LawIf the Bradford pear tree is banned, why are there so many in Northeast Ohio?

CLEVELAND, Ohio — Muddy shoes, raging seasonal allergies, and blooming Bradford pear trees… Yep, must be April in Northeast Ohio. But wait, weren’t those trees banned? Then why are there so many of them? Here are answers to these questions and more, including what to do if you spot one for sale or being planted.

Ornamental pear trees are illegal to sell or plant in Ohio, but there is no requirement to cut down existing trees. Since January 2023, it is illegal in Ohio to plant or sell ornamental pear trees. The trees are listed on the Ohio Department of Agriculture’s invasive plant species list under the botanical name Pyrus calleryana and common name “Callery pear.” That is the first area of confusion, because the Callery pear has many varieties, such as Bradford pear and Cleveland Select, from its long period of commercial cultivation from the 1960s to the early 2000s. Growers attempted to create the perfect ornamental suburban tree with luscious but sterile flowers (so no messy clean-up) that grows quickly to a dwarf size. But the trees cross-pollinated in the wild and became fruiting and fragile. To add insult to injury, the trees smell bad.

What’s so bad about Bradford pear trees? This time of year is perfect to understand why the tree was banned—they are everywhere. Some are in neat (some would say boring) rows along parking lots and developments, but many more are in wild and semi-wild areas, where they crowd out native trees and shrubs that provide habitat and food for the many songbirds that are migrating through Northeast Ohio this time of year. As I drive around the Cleveland area, the Callery pear trees that are wild far outnumber the ones that were clearly planted as a landscape specimen.

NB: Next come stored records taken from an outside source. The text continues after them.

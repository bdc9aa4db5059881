// ABOUTME: JWT-based user authentication for the mobile client
// ABOUTME: Issues and validates HS256 tokens and provides the bearer-token request extractor
//
// SPDX-License-Identifier: MIT OR Apache-2.0
// Copyright (c) 2025 Pierre Fitness Intelligence

//! # Authentication
//!
//! Registration and login hand the client a signed token; data routes take an
//! [`AuthUser`] extractor that rejects missing, malformed, expired or foreign
//! tokens before the handler runs.

use std::fmt;
use std::sync::Arc;

use async_trait::async_trait;
use axum::extract::FromRequestParts;
use chrono::{DateTime, Duration, Utc};
use companion_core::models::User;
use http::header::AUTHORIZATION;
use http::request::Parts;
use jsonwebtoken::errors::{Error as JwtError, ErrorKind};
use jsonwebtoken::{decode, encode, Algorithm, DecodingKey, EncodingKey, Header, Validation};
use rand::RngCore;
use serde::{Deserialize, Serialize};
use tracing::{debug, warn};
use uuid::Uuid;

use crate::config::{AuthConfig, Environment};
use crate::constants::auth::{JWT_AUDIENCE, MIN_JWT_SECRET_BYTES};
use crate::errors::{AppError, AppResult};
use crate::logging::AppLogger;
use crate::routes::ServerResources;

/// `JWT` validation error with detailed information
#[derive(Debug, Clone, PartialEq, Eq)]
pub enum JwtValidationError {
    /// Token has expired
    TokenExpired {
        /// When the token expired
        expired_at: DateTime<Utc>,
    },
    /// Token signature or claims are invalid
    TokenInvalid {
        /// Reason for invalidity
        reason: String,
    },
    /// Token is not a well-formed `JWT`
    TokenMalformed {
        /// Details about malformation
        details: String,
    },
}

impl fmt::Display for JwtValidationError {
    fn fmt(&self, f: &mut fmt::Formatter<'_>) -> fmt::Result {
        match self {
            Self::TokenExpired { expired_at } => write!(
                f,
                "JWT token expired at {}",
                expired_at.format("%Y-%m-%d %H:%M:%S UTC")
            ),
            Self::TokenInvalid { reason } => write!(f, "JWT token is invalid: {reason}"),
            Self::TokenMalformed { details } => write!(f, "JWT token is malformed: {details}"),
        }
    }
}

impl From<JwtValidationError> for AppError {
    fn from(error: JwtValidationError) -> Self {
        match error {
            JwtValidationError::TokenExpired { .. } => Self::auth_expired(),
            other => Self::auth_invalid(other.to_string()),
        }
    }
}

/// `JWT` claims
#[derive(Debug, Clone, PartialEq, Eq, Serialize, Deserialize)]
pub struct Claims {
    /// User `ID`
    pub sub: String,
    /// Issued at (seconds since epoch)
    pub iat: i64,
    /// Expiration (seconds since epoch)
    pub exp: i64,
    /// Audience
    pub aud: String,
}

/// Token issuer and validator
#[derive(Clone)]
pub struct AuthManager {
    encoding_key: EncodingKey,
    decoding_key: DecodingKey,
    token_expiry: Duration,
}

impl fmt::Debug for AuthManager {
    fn fmt(&self, f: &mut fmt::Formatter<'_>) -> fmt::Result {
        f.debug_struct("AuthManager")
            .field("token_expiry_days", &self.token_expiry.num_days())
            .finish_non_exhaustive()
    }
}

impl AuthManager {
    /// Create a manager from a shared secret
    #[must_use]
    pub fn new(secret: &[u8], token_expiry_days: i64) -> Self {
        Self {
            encoding_key: EncodingKey::from_secret(secret),
            decoding_key: DecodingKey::from_secret(secret),
            token_expiry: Duration::days(token_expiry_days),
        }
    }

    /// Build from configuration, generating an ephemeral secret outside
    /// production when none is configured
    ///
    /// # Errors
    ///
    /// Returns a configuration error in production without a usable secret
    pub fn from_config(config: &AuthConfig, environment: Environment) -> AppResult<Self> {
        match &config.jwt_secret {
            Some(secret) => Ok(Self::new(secret.as_bytes(), config.jwt_expiry_days)),
            None if environment.is_production() => {
                Err(AppError::config("JWT_SECRET is required in production"))
            }
            None => {
                warn!("JWT_SECRET not set, using an ephemeral secret; tokens will not survive a restart");
                let mut secret = vec![0_u8; MIN_JWT_SECRET_BYTES * 2];
                rand::thread_rng().fill_bytes(&mut secret);
                Ok(Self::new(&secret, config.jwt_expiry_days))
            }
        }
    }

    /// Lifetime of newly issued tokens
    #[must_use]
    pub const fn token_expiry(&self) -> Duration {
        self.token_expiry
    }

    /// Issue a token for `user`
    ///
    /// # Errors
    ///
    /// Returns an internal error if encoding fails
    pub fn generate_token(&self, user: &User) -> AppResult<String> {
        self.generate_token_at(user.id, Utc::now())
    }

    /// Issue a token as if the clock read `issued_at`
    ///
    /// # Errors
    ///
    /// Returns an internal error if encoding fails
    pub fn generate_token_at(&self, user_id: Uuid, issued_at: DateTime<Utc>) -> AppResult<String> {
        let claims = Claims {
            sub: user_id.to_string(),
            iat: issued_at.timestamp(),
            exp: (issued_at + self.token_expiry).timestamp(),
            aud: JWT_AUDIENCE.to_owned(),
        };

        encode(&Header::new(Algorithm::HS256), &claims, &self.encoding_key)
            .map_err(|e| AppError::internal(format!("Failed to sign token: {e}")))
    }

    /// Validate a token and return its claims
    ///
    /// # Errors
    ///
    /// Returns a [`JwtValidationError`] describing why the token was rejected
    pub fn validate_token(&self, token: &str) -> Result<Claims, JwtValidationError> {
        let mut validation = Validation::new(Algorithm::HS256);
        validation.set_audience(&[JWT_AUDIENCE]);
        validation.leeway = 0;

        decode::<Claims>(token, &self.decoding_key, &validation)
            .map(|data| data.claims)
            .map_err(|e| Self::convert_jwt_error(token, &e, &self.decoding_key))
    }

    /// Validate a token and return the user it was issued to
    ///
    /// # Errors
    ///
    /// Returns `AuthExpired` or `AuthInvalid`
    pub fn user_id_from_token(&self, token: &str) -> AppResult<Uuid> {
        let claims = self.validate_token(token)?;
        Uuid::parse_str(&claims.sub).map_err(|_| AppError::auth_invalid("Token subject is not a user id"))
    }

    fn convert_jwt_error(
        token: &str,
        error: &JwtError,
        key: &DecodingKey,
    ) -> JwtValidationError {
        match error.kind() {
            ErrorKind::ExpiredSignature => {
                // Re-read the claims without the expiry check to report when it lapsed
                let mut relaxed = Validation::new(Algorithm::HS256);
                relaxed.validate_exp = false;
                relaxed.validate_aud = false;
                let expired_at = decode::<Claims>(token, key, &relaxed)
                    .ok()
                    .and_then(|data| DateTime::from_timestamp(data.claims.exp, 0))
                    .unwrap_or_else(Utc::now);
                JwtValidationError::TokenExpired { expired_at }
            }
            ErrorKind::InvalidSignature => JwtValidationError::TokenInvalid {
                reason: "signature verification failed".to_owned(),
            },
            ErrorKind::InvalidAudience => JwtValidationError::TokenInvalid {
                reason: "unexpected audience".to_owned(),
            },
            ErrorKind::InvalidToken | ErrorKind::Base64(_) | ErrorKind::Json(_) | ErrorKind::Utf8(_) => {
                JwtValidationError::TokenMalformed {
                    details: error.to_string(),
                }
            }
            _ => JwtValidationError::TokenInvalid {
                reason: error.to_string(),
            },
        }
    }
}

/// Authenticated caller, extracted from `Authorization: Bearer <jwt>`
#[derive(Debug, Clone, Copy, PartialEq, Eq)]
pub struct AuthUser {
    /// Token subject
    pub user_id: Uuid,
}

impl AuthUser {
    /// Refuse access to another user's data
    ///
    /// # Errors
    ///
    /// Returns `PermissionDenied` when `owner` is not the caller
    pub fn ensure_owner(&self, owner: Uuid) -> AppResult<()> {
        if self.user_id == owner {
            Ok(())
        } else {
            AppLogger::log_security_event(
                "cross_user_access",
                &format!("attempted access to data of {owner}"),
                Some(&self.user_id.to_string()),
            );
            Err(AppError::permission_denied("Cannot access another user's data"))
        }
    }
}

#[async_trait]
impl FromRequestParts<Arc<ServerResources>> for AuthUser {
    type Rejection = AppError;

    async fn from_request_parts(
        parts: &mut Parts,
        resources: &Arc<ServerResources>,
    ) -> Result<Self, Self::Rejection> {
        let header = parts
            .headers
            .get(AUTHORIZATION)
            .ok_or_else(AppError::auth_required)?
            .to_str()
            .map_err(|_| AppError::auth_invalid("Authorization header is not valid text"))?;

        let token = header
            .strip_prefix("Bearer ")
            .ok_or_else(|| AppError::auth_invalid("Expected a Bearer token"))?;

        let user_id = resources.auth_manager.user_id_from_token(token)?;
        debug!(user.id = %user_id, "Request authenticated");
        Ok(Self { user_id })
    }
}

#[cfg(test)]
mod tests {
    use super::*;
    use crate::errors::ErrorCode;

    const SECRET: &[u8] = b"0123456789abcdef0123456789abcdef";

    #[test]
    fn test_token_round_trip() {
        let manager = AuthManager::new(SECRET, 30);
        let user_id = Uuid::new_v4();
        let issued_at = Utc::now();
        let token = manager.generate_token_at(user_id, issued_at).unwrap();

        let claims = manager.validate_token(&token).unwrap();
        assert_eq!(claims.sub, user_id.to_string());
        assert_eq!(claims.aud, JWT_AUDIENCE);
        assert_eq!(claims.exp - claims.iat, 30 * 24 * 60 * 60);
        assert_eq!(manager.user_id_from_token(&token).unwrap(), user_id);
    }

    #[test]
    fn test_expired_token_rejected() {
        let manager = AuthManager::new(SECRET, 30);
        let token = manager
            .generate_token_at(Uuid::new_v4(), Utc::now() - Duration::days(31))
            .unwrap();

        let error = manager.validate_token(&token).unwrap_err();
        assert!(matches!(error, JwtValidationError::TokenExpired { .. }));
        assert_eq!(AppError::from(error).code, ErrorCode::AuthExpired);
    }

    #[test]
    fn test_foreign_signature_rejected() {
        let issuer = AuthManager::new(b"another-secret-another-secret-xx", 30);
        let verifier = AuthManager::new(SECRET, 30);
        let token = issuer.generate_token_at(Uuid::new_v4(), Utc::now()).unwrap();

        let error = verifier.user_id_from_token(&token).unwrap_err();
        assert_eq!(error.code, ErrorCode::AuthInvalid);
    }

    #[test]
    fn test_garbage_token_is_malformed() {
        let manager = AuthManager::new(SECRET, 30);
        assert!(matches!(
            manager.validate_token("not.a.jwt").unwrap_err(),
            JwtValidationError::TokenMalformed { .. }
        ));
    }

    #[test]
    fn test_production_requires_secret() {
        let config = AuthConfig {
            jwt_secret: None,
            jwt_expiry_days: 30,
        };
        assert!(AuthManager::from_config(&config, Environment::Production).is_err());
        assert!(AuthManager::from_config(&config, Environment::Development).is_ok());
    }

    #[test]
    fn test_owner_check() {
        let caller = AuthUser {
            user_id: Uuid::new_v4(),
        };
        assert!(caller.ensure_owner(caller.user_id).is_ok());
        assert_eq!(
            caller.ensure_owner(Uuid::new_v4()).unwrap_err().code,
            ErrorCode::PermissionDenied
        );
    }
}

If Bradford pear trees are so bad, then why was there a grace period where they could still be sold? After the Ohio Department of Agriculture listed the Callery pear on its invasive plant species list in 2018, there was a five-year grace period to allow growers to sell their existing stock. This lag allowed many more trees to be planted. When these trees crack in a windstorm or unleash offspring in the wild and become a problem, tree companies will be hired to remove them. The losers in this arrangement are the cash-strapped parks systems, municipalities, and individuals who are paying for these services.

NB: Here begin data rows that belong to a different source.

use anyhow::{Context, Result};
use rand::Rng;
use serde::Deserialize;
use std::path::Path;
use std::time::Duration;
use tracing::info;

#[derive(Debug, Clone, Deserialize)]
pub struct AgentConfig {
    #[serde(default = "default_server_url")]
    pub server_url: String,

    #[serde(default = "default_request_timeout")]
    pub request_timeout_secs: u64,

    /// Fixed pause between failed registration attempts.
    #[serde(default = "default_registration_backoff")]
    pub registration_backoff_secs: u64,

    /// Enables diagnostic output on stderr when set (e.g. "debug").
    #[serde(default)]
    pub log_level: Option<String>,

    #[serde(default)]
    pub callback: CallbackConfig,
}

/// Beacon timing. Owned by the scheduler and changed only through
/// [`CallbackConfig::reconfigure`].
#[derive(Debug, Clone, PartialEq, Eq, Deserialize)]
pub struct CallbackConfig {
    /// Base check-in period in minutes.
    #[serde(default = "default_callback_freq")]
    pub callback_freq: u64,

    /// Upper bound, in percent of the base period, of the random extra delay.
    #[serde(default = "default_jitter")]
    pub jitter: u32,

    /// Consecutive failed check-ins tolerated before self-termination.
    #[serde(default = "default_self_terminate")]
    pub self_terminate: u32,

    /// Seconds to wait before the first registration attempt.
    #[serde(default = "default_start_delay")]
    pub start_delay: u64,
}

/// Values carried by a `reconfig` task.
#[derive(Debug, Clone, Copy, PartialEq, Eq)]
pub struct Reconfigure {
    pub callback_freq: u64,
    pub jitter: u32,
    pub self_terminate: u32,
}

fn default_server_url() -> String {
    "https://127.0.0.1:8000".to_string()
}
fn default_request_timeout() -> u64 {
    10
}
fn default_registration_backoff() -> u64 {
    60
}
fn default_callback_freq() -> u64 {
    1
}
fn default_jitter() -> u32 {
    15
}
fn default_self_terminate() -> u32 {
    20
}
fn default_start_delay() -> u64 {
    5
}

impl Default for AgentConfig {
    fn default() -> Self {
        Self {
            server_url: default_server_url(),
            request_timeout_secs: default_request_timeout(),
            registration_backoff_secs: default_registration_backoff(),
            log_level: None,
            callback: CallbackConfig::default(),
        }
    }
}

impl Default for CallbackConfig {
    fn default() -> Self {
        Self {
            callback_freq: default_callback_freq(),
            jitter: default_jitter(),
            self_terminate: default_self_terminate(),
            start_delay: default_start_delay(),
        }
    }
}

impl AgentConfig {
    /// Loads the TOML file at `path`, or the built-in defaults when no path is given.
    pub async fn load(path: Option<&Path>) -> Result<Self> {
        let Some(path) = path else {
            return Ok(Self::default());
        };
        let content = tokio::fs::read_to_string(path)
            .await
            .with_context(|| format!("Failed to read config file {}", path.display()))?;
        let config: AgentConfig = toml::from_str(&content)
            .with_context(|| format!("Failed to parse config file {}", path.display()))?;
        info!(
            "Loaded config: server={}, freq={}m, jitter={}%, threshold={}",
            config.server_url,
            config.callback.callback_freq,
            config.callback.jitter,
            config.callback.self_terminate
        );
        Ok(config)
    }

    pub fn request_timeout(&self) -> Duration {
        Duration::from_secs(self.request_timeout_secs)
    }

    pub fn registration_backoff(&self) -> Duration {
        Duration::from_secs(self.registration_backoff_secs)
    }
}

impl CallbackConfig {
    /// Sleep length for a given jitter roll (a percentage, normally drawn from `0..=jitter`).
    pub fn interval_for_roll(&self, roll: u32) -> Duration {
        let base_secs = self.callback_freq.saturating_mul(60);
        let jitter_secs = base_secs.saturating_mul(u64::from(roll)) / 100;
        Duration::from_secs(base_secs.saturating_add(jitter_secs))
    }

    pub fn next_interval<R: Rng + ?Sized>(&self, rng: &mut R) -> Duration {
        let roll = rng.gen_range(0..=self.jitter);
        self.interval_for_roll(roll)
    }

    pub fn start_delay(&self) -> Duration {
        Duration::from_secs(self.start_delay)
    }

    pub fn reconfigure(&mut self, update: Reconfigure) {
        self.callback_freq = update.callback_freq;
        self.jitter = update.jitter;
        self.self_terminate = update.self_terminate;
    }
}

impl Reconfigure {
    /// Parses `"freq jitter threshold"`.
    ///
    /// Parsing is permissive: a missing or non-numeric field becomes zero.
    pub fn parse(args: &str) -> Self {
        let mut fields = args.split_whitespace();
        let mut next = || fields.next().and_then(|f| f.parse::<u64>().ok()).unwrap_or(0);
        let callback_freq = next();
        let jitter = u32::try_from(next()).unwrap_or(0);
        let self_terminate = u32::try_from(next()).unwrap_or(0);
        Self {
            callback_freq,
            jitter,
            self_terminate,
        }
    }
}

What should I do if I see Callery pear trees for sale? After a quick Google search revealed big-name retailers that will apparently ship Bradford pear trees or bare roots to Ohio, I contacted Bryan Levin, public information officer at the Ohio Department of Agriculture (ODA). He explained via email that ODA is in the process of “working with online sellers to adapt policies that reflect compliance with Ohio’s laws and codes.” He added that the ODA Division of plant health would be “following up” with the companies I had mentioned as examples of online sellers shipping Pyrus calleryana to Ohio. Levin writes, “ODA is proud of our working relationship with out-of-state partners to safeguard native plants and promote compliance with nursery stock regulations,” and online retailers shipping plants on Ohio’s invasive plant list should be reported to plantpest@agri.ohio.gov

What if it looks like my neighbor is planting a Callery pear? If you feel comfortable doing so, ask them about it. As Levin points out, other ornamental pears, such as Pyrus pyrifolia, are still legal to sell. If the tree in question is Pyrus calleryana, the retailer should be reported to plantpest@agri.ohio.gov. You can also share information about the ban and the reasons for it. Your neighbor should thank you for saving them planting a tree destined to break in half during a windstorm and result in an expensive tree removal bill.

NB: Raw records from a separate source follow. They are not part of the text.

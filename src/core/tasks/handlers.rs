use chrono::{DateTime, SecondsFormat, Utc};
use nix::fcntl::{FcntlArg, FdFlag, fcntl};
use std::fs::Metadata;
use std::os::fd::{AsRawFd, OwnedFd};
use std::os::unix::fs::{FileTypeExt, PermissionsExt};
use std::path::Path;
use std::process::Stdio;
use tokio::io::AsyncReadExt;
use tokio::process::Command;
use tracing::{debug, info};

use super::CommandLine;
use crate::platform::ProcessSource;

pub const BACKGROUND_STARTED: &str = "[+] Binary executed successfully in background";

/// One line per directory entry: mode, mtime (RFC 3339, UTC), size, name.
pub fn list_directory(path: &Path) -> std::io::Result<String> {
    let mut entries = std::fs::read_dir(path)?.collect::<Result<Vec<_>, _>>()?;
    entries.sort_by_key(|e| e.file_name());

    let mut out = String::new();
    for entry in entries {
        // DirEntry::metadata does not follow symlinks.
        let meta = entry.metadata()?;
        let modified: DateTime<Utc> = meta.modified()?.into();
        out.push_str(&format!(
            "{:<15} {:<22} {:<10} {:<20}\n",
            mode_string(&meta),
            modified.to_rfc3339_opts(SecondsFormat::Secs, true),
            meta.len(),
            entry.file_name().to_string_lossy()
        ));
    }
    Ok(out)
}

/// Renders type and permission bits as `drwxr-xr-x`, with the setuid (`u`),
/// setgid (`g`) and sticky (`t`) markers among the leading type letters.
fn mode_string(meta: &Metadata) -> String {
    let ft = meta.file_type();
    let mode = meta.permissions().mode();
    let markers = [
        (ft.is_dir(), 'd'),
        (ft.is_symlink(), 'L'),
        (ft.is_block_device() || ft.is_char_device(), 'D'),
        (ft.is_fifo(), 'p'),
        (ft.is_socket(), 'S'),
        (mode & 0o4000 != 0, 'u'),
        (mode & 0o2000 != 0, 'g'),
        (ft.is_char_device(), 'c'),
        (mode & 0o1000 != 0, 't'),
    ];
    let mut s: String = markers
        .iter()
        .filter(|(set, _)| *set)
        .map(|(_, ch)| *ch)
        .collect();
    if s.is_empty() {
        s.push('-');
    }
    for (bit, ch) in [
        (0o400, 'r'),
        (0o200, 'w'),
        (0o100, 'x'),
        (0o040, 'r'),
        (0o020, 'w'),
        (0o010, 'x'),
        (0o004, 'r'),
        (0o002, 'w'),
        (0o001, 'x'),
    ] {
        s.push(if mode & bit != 0 { ch } else { '-' });
    }
    s
}

pub fn process_table(source: &dyn ProcessSource) -> std::io::Result<String> {
    let mut out = format!("{:<20} {:<7}  {:<7}  {}\n", "USERNAME", "PID", "PPID", "CMDLINE");
    for p in source.processes()? {
        out.push_str(&format!(
            "{:<20} {:<7}  {:<7}  {}\n",
            p.user, p.pid, p.ppid, p.cmdline
        ));
    }
    Ok(out)
}

/// Runs the binary to completion and returns everything it wrote to stdout
/// and stderr, in the order it was written.
///
/// There is no timeout: the caller is blocked for the lifetime of the child.
pub async fn exec_foreground(line: &CommandLine) -> std::io::Result<String> {
    info!("Executing {} in foreground", line.program);
    let (reader, writer) = output_pipe()?;
    // The command owns the parent's copies of the write end; dropping it
    // right after spawn leaves the child as the only writer.
    let mut child = {
        let mut command = Command::new(&line.program);
        command
            .args(&line.args)
            .stdin(Stdio::null())
            .stdout(writer.try_clone()?)
            .stderr(writer);
        command.spawn()?
    };

    let mut output = Vec::new();
    tokio::fs::File::from_std(std::fs::File::from(reader))
        .read_to_end(&mut output)
        .await?;
    let status = child.wait().await?;

    let mut text = String::from_utf8_lossy(&output).into_owned();
    if !status.success() {
        text.push_str(&format!("{}\n", status));
    }
    debug!("{} finished with {}", line.program, status);
    Ok(text)
}

/// One pipe shared by stdout and stderr. Both ends are close-on-exec so only
/// the stdio slots of the child inherit it.
fn output_pipe() -> std::io::Result<(OwnedFd, OwnedFd)> {
    let (reader, writer) = nix::unistd::pipe()?;
    for fd in [&reader, &writer] {
        fcntl(fd.as_raw_fd(), FcntlArg::F_SETFD(FdFlag::FD_CLOEXEC))?;
    }
    Ok((reader, writer))
}

pub fn exec_background(line: &CommandLine) -> std::io::Result<String> {
    info!("Executing {} in background", line.program);
    // Dropping the handle leaves the child running; tokio reaps it.
    let _child = Command::new(&line.program)
        .args(&line.args)
        .stdin(Stdio::null())
        .stdout(Stdio::null())
        .stderr(Stdio::null())
        .spawn()?;
    Ok(BACKGROUND_STARTED.to_string())
}

pub async fn download(path: &Path) -> std::io::Result<Vec<u8>> {
    tokio::fs::read(path).await
}

/// Creates or truncates `dest` with `contents`.
pub async fn upload(dest: &Path, contents: &[u8]) -> std::io::Result<()> {
    tokio::fs::write(dest, contents).await
}

#[cfg(test)]
mod tests {
    use super::*;
    use crate::platform::ProcessEntry;
    use std::time::{Duration, SystemTime};

    struct FixedTable(Vec<ProcessEntry>);

    impl ProcessSource for FixedTable {
        fn processes(&self) -> std::io::Result<Vec<ProcessEntry>> {
            Ok(self.0.clone())
        }
    }

    #[test]
    fn ls_reports_size_and_rfc3339_mtime() {
        let dir = tempfile::tempdir().unwrap();
        let path = dir.path().join("report.txt");
        std::fs::write(&path, vec![b'a'; 1234]).unwrap();
        // 2023-11-14T22:13:20Z
        let mtime = SystemTime::UNIX_EPOCH + Duration::from_secs(1_700_000_000);
        std::fs::File::options()
            .write(true)
            .open(&path)
            .unwrap()
            .set_modified(mtime)
            .unwrap();

        let out = list_directory(dir.path()).unwrap();
        let lines: Vec<&str> = out.lines().collect();
        assert_eq!(lines.len(), 1);
        let line = lines[0];
        assert!(line.starts_with("-rw"), "unexpected mode in {line:?}");
        assert!(line.contains("2023-11-14T22:13:20Z"));
        assert!(line.contains(" 1234 "));
        assert!(line.trim_end().ends_with("report.txt"));
    }

    #[test]
    fn ls_marks_directories_and_sorts_by_name() {
        let dir = tempfile::tempdir().unwrap();
        std::fs::create_dir(dir.path().join("b_dir")).unwrap();
        std::fs::write(dir.path().join("a_file"), b"x").unwrap();
        let out = list_directory(dir.path()).unwrap();
        let lines: Vec<&str> = out.lines().collect();
        assert_eq!(lines.len(), 2);
        assert!(lines[0].trim_end().ends_with("a_file"));
        assert!(lines[1].starts_with('d'));
        assert!(lines[1].trim_end().ends_with("b_dir"));
    }

    #[test]
    fn ls_on_missing_path_fails() {
        let dir = tempfile::tempdir().unwrap();
        assert!(list_directory(&dir.path().join("nope")).is_err());
    }

    #[test]
    fn mode_string_renders_permission_bits() {
        let dir = tempfile::tempdir().unwrap();
        let path = dir.path().join("script.sh");
        std::fs::write(&path, b"#!/bin/sh\n").unwrap();
        std::fs::set_permissions(&path, std::fs::Permissions::from_mode(0o754)).unwrap();
        let meta = std::fs::symlink_metadata(&path).unwrap();
        assert_eq!(mode_string(&meta), "-rwxr-xr--");
    }

    #[test]
    fn mode_string_shows_sticky_and_setuid_markers() {
        let dir = tempfile::tempdir().unwrap();
        let shared = dir.path().join("shared");
        std::fs::create_dir(&shared).unwrap();
        std::fs::set_permissions(&shared, std::fs::Permissions::from_mode(0o1777)).unwrap();
        let meta = std::fs::symlink_metadata(&shared).unwrap();
        assert_eq!(mode_string(&meta), "dtrwxrwxrwx");

        let tool = dir.path().join("tool");
        std::fs::write(&tool, b"").unwrap();
        std::fs::set_permissions(&tool, std::fs::Permissions::from_mode(0o4755)).unwrap();
        let meta = std::fs::symlink_metadata(&tool).unwrap();
        assert_eq!(mode_string(&meta), "urwxr-xr-x");
    }

    #[test]
    fn process_table_has_header_first() {
        let source = FixedTable(vec![ProcessEntry {
            pid: 1,
            ppid: "0".into(),
            user: "root".into(),
            cmdline: "/sbin/init".into(),
        }]);
        let out = process_table(&source).unwrap();
        let lines: Vec<&str> = out.lines().collect();
        assert_eq!(lines.len(), 2);
        assert!(lines[0].starts_with("USERNAME"));
        assert!(lines[0].ends_with("CMDLINE"));
        assert_eq!(lines[1], format!("{:<20} {:<7}  {:<7}  {}", "root", 1, "0", "/sbin/init"));
    }

    #[tokio::test]
    async fn exec_foreground_captures_stdout_and_stderr() {
        let line = CommandLine {
            program: "sh".into(),
            args: vec!["-c".into(), "echo out; echo err 1>&2".into()],
        };
        let out = exec_foreground(&line).await.unwrap();
        assert_eq!(out, "out\nerr\n");
    }

    #[tokio::test]
    async fn exec_foreground_keeps_write_order_across_streams() {
        let line = CommandLine {
            program: "sh".into(),
            args: vec![
                "-c".into(),
                "echo first-err 1>&2; sleep 0.1; echo second-out; echo third-err 1>&2".into(),
            ],
        };
        let out = exec_foreground(&line).await.unwrap();
        assert_eq!(out, "first-err\nsecond-out\nthird-err\n");
    }

    #[tokio::test]
    async fn exec_foreground_appends_failed_status() {
        let line = CommandLine {
            program: "sh".into(),
            args: vec!["-c".into(), "echo partial; exit 3".into()],
        };
        let out = exec_foreground(&line).await.unwrap();
        assert!(out.starts_with("partial\n"));
        assert!(out.contains("exit status: 3"), "got {out:?}");
    }

    #[tokio::test]
    async fn exec_missing_binary_is_an_error() {
        let line = CommandLine::parse("/definitely/not/a/binary --flag").unwrap();
        assert!(exec_foreground(&line).await.is_err());
        assert!(exec_background(&line).is_err());
    }

    #[tokio::test]
    async fn exec_background_returns_immediately() {
        let dir = tempfile::tempdir().unwrap();
        let marker = dir.path().join("marker");
        let line = CommandLine {
            program: "sh".into(),
            args: vec!["-c".into(), format!("touch {}", marker.display())],
        };
        assert_eq!(exec_background(&line).unwrap(), BACKGROUND_STARTED);
        for _ in 0..50 {
            if marker.exists() {
                return;
            }
            tokio::time::sleep(Duration::from_millis(20)).await;
        }
        panic!("background child never ran");
    }

    #[tokio::test]
    async fn upload_then_download_round_trips() {
        let dir = tempfile::tempdir().unwrap();
        let dest = dir.path().join("blob.bin");
        let contents: Vec<u8> = (0..=255u8).cycle().take(10_000).collect();
        upload(&dest, &contents).await.unwrap();
        assert_eq!(std::fs::read(&dest).unwrap(), contents);
        assert_eq!(download(&dest).await.unwrap(), contents);

        upload(&dest, b"short").await.unwrap();
        assert_eq!(download(&dest).await.unwrap(), b"short");
    }
}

What should we do about all the Bradford pear trees that are already planted? If you have Bradford pear on your property, tag it now while it is blooming and easy to identify, and consider removing it before it sets fruit in a few weeks. A gardening meme making the rounds advises that “to prune a Bradford pear tree, grab your best power saw and make a horizontal cut just above ground level.” After removing the tree, it is essential to prevent wild suckering of new branches from the root stock by applying an herbicide to the fresh cut. OSU Fact Sheet F-65 has information on methods to control non-native trees. (Although the fact sheet discusses Tree of Heaven, the methods work for Bradford pear as well.)

Then replace it with an ornamental flowering native, such as serviceberry (Amelanchier species), arrowwood viburnum (Viburnum dentatum), or Eastern redbud (Cercis canadensis). Serviceberry plants grow into small multitrunked trees that are flowering now and will have berries in a few weeks, which are eaten by more than 40 varieties of birds. Two resources for finding retailers for these shrubs are the websites for Ohio Native Plants and the Wild Ones Greater Cleveland Chapter.

Read all of Susan Brownstein’s gardening columns here.

If the Bradford pear tree is banned, why are there so many in Northeast Ohio?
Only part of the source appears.